We're just going to have the churches do it so that this doesn't become an issue.
What are you saying?
I think the N stands for.
And look, we are YouTubers now now.
Yeah, right.
No, I should pause for this.
I'd love to boost those numbers.
So, of course, this looks an awful lot like Trump's administration is just trying to line the Pope's pockets to make up for all the Twitter insults and the shitty crystal football that Rubio gave him when they met the Vatican.
But I hadn't thought about that for a couple of hours.
Oh, well, I'm glad I can remind you.
I have an auto text that sends him about the wet vagina thing once a week.
Obviously, you know, you're a baseball guy.
Fuck, it's a football.
What do you get the man who has everything?
So, and of course, look, to anybody who's saying, like, come on, it's not like the Catholic Church is going to just keep the money.
I want to point out that, A, why would you think that?
And B, it doesn't fucking matter.
Right.
If I have $100 million to distribute, I have $100 million.
All money is to distribute.
Controlling the strings of a nine-figure purse has all kinds of advantages that don't require it accruing interest anyway.
Yeah, all money is a pile of money.
I'm not sure why anyone gets confused when it's like multiple piles, like they're a fucking
baby with no object permanence.
And yeah, here we are playing a actually a really weird game of peekaboo with taxpayer dollars
and bars of Nazi gold.
Yeah, a pile.
Funge the shit out of that.
Yeah.
Now, to be clear, there's plenty of precedent for the U.S.

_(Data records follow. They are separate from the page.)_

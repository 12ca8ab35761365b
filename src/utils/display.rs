//! Display and output formatting utilities

use crate::config::{ColorPalette, Rgb};
use crate::game_of_life::Grid;

/// Text renderings of a grid for the terminal
pub struct GridFormatter;

impl GridFormatter {
    /// Format a grid in compact form
    pub fn format_grid_compact(grid: &Grid) -> String {
        let mut output = String::with_capacity(grid.rows() * (grid.cols() + 1));
        for row in 0..grid.rows() {
            for col in 0..grid.cols() {
                output.push(if grid.get(row, col) { '█' } else { '·' });
            }
            output.push('\n');
        }
        output
    }

    /// Format a grid with coordinates
    pub fn format_grid_with_coords(grid: &Grid) -> String {
        let mut output = String::new();

        // Header with column numbers
        output.push_str("   ");
        for col in 0..grid.cols() {
            output.push_str(&format!("{:2}", col % 10));
        }
        output.push('\n');

        for row in 0..grid.rows() {
            output.push_str(&format!("{:2} ", row));
            for col in 0..grid.cols() {
                output.push_str(if grid.get(row, col) { "██" } else { "··" });
            }
            output.push('\n');
        }

        output
    }

    /// Format a grid with coordinates, painted with the configured palette
    pub fn format_grid_colored(grid: &Grid, palette: &ColorPalette) -> String {
        let mut output = String::new();

        let mut header = String::from("   ");
        for col in 0..grid.cols() {
            header.push_str(&format!("{:2}", col % 10));
        }
        output.push_str(&ColorOutput::rgb(&header, palette.grid_line));
        output.push('\n');

        for row in 0..grid.rows() {
            output.push_str(&ColorOutput::rgb(&format!("{:2} ", row), palette.grid_line));
            for col in 0..grid.cols() {
                let color = if grid.get(row, col) { palette.alive } else { palette.dead };
                output.push_str(&ColorOutput::rgb("██", color));
            }
            output.push('\n');
        }

        output
    }

    /// One-line summary under the grid
    pub fn format_status(generation: u64, living: usize, speed: u32, paused: bool) -> String {
        format!(
            "Generation {} | Living: {} | Speed: {}/s | {}",
            generation,
            living,
            speed,
            if paused { "Paused" } else { "Running" }
        )
    }

    /// Numbered list of saved state names
    pub fn format_saved_states(names: &[String]) -> String {
        if names.is_empty() {
            return "No saved states".to_string();
        }

        let mut output = String::from("Saved states:\n");
        for (i, name) in names.iter().enumerate() {
            output.push_str(&format!("{:3}: {}\n", i, name));
        }
        output
    }
}

/// Color output utilities
pub struct ColorOutput;

impl ColorOutput {
    /// Format text with color (if terminal supports it)
    pub fn colored(text: &str, color: Color) -> String {
        if Self::supports_color() {
            format!("\x1b[{}m{}\x1b[0m", color.code(), text)
        } else {
            text.to_string()
        }
    }

    /// Format text with a 24-bit foreground color
    pub fn rgb(text: &str, [r, g, b]: Rgb) -> String {
        if Self::supports_color() {
            format!("\x1b[38;2;{};{};{}m{}\x1b[0m", r, g, b, text)
        } else {
            text.to_string()
        }
    }

    /// Check if terminal supports color
    fn supports_color() -> bool {
        std::env::var("NO_COLOR").is_err() && (std::env::var("TERM").unwrap_or_default() != "dumb")
    }

    /// Format success message
    pub fn success(text: &str) -> String {
        Self::colored(text, Color::Green)
    }

    /// Format error message
    pub fn error(text: &str) -> String {
        Self::colored(text, Color::Red)
    }

    /// Format warning message
    pub fn warning(text: &str) -> String {
        Self::colored(text, Color::Yellow)
    }

    /// Format info message
    pub fn info(text: &str) -> String {
        Self::colored(text, Color::Blue)
    }
}

#[derive(Debug, Clone, Copy)]
pub enum Color {
    Red,
    Green,
    Yellow,
    Blue,
}

impl Color {
    fn code(self) -> u8 {
        match self {
            Color::Red => 31,
            Color::Green => 32,
            Color::Yellow => 33,
            Color::Blue => 34,
        }
    }
}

government using faith-based groups to distribute aid all over the world.
There's even precedent for the U.S. government using the Catholic Church to distribute aid in Cuba.
But there is no modern precedent for the government demanding an explicitly religious mission as a prerequisite to the distribution of aid.
And when it comes to the wall of separation, every brick they take out matters.
Yeah.
At this point, it's kind of sweeping the bricks, but I get it.
Right, yeah, yeah, pushing out now, yeah.
And in AI, like a say in the matter news.
According to a new study by religious people, AI doesn't recommend religious solutions to life's problems often or not.
And you know what that means?
What are the guys talking about?
It's the newest, the greatest Christian freak out.
That's right.
Christians are freaking out because even the fucking Phil in the Blankobot knows that they're foolish shit.
Even Grock knows that religion is dumb.
Like, you can tell it to add more slur words and identify as Mecca Hitler,
but it still has a giant list of stuff religion really did in its memory.
Like, do not.
Now it's just Mecca Stalin who agrees with us about religion.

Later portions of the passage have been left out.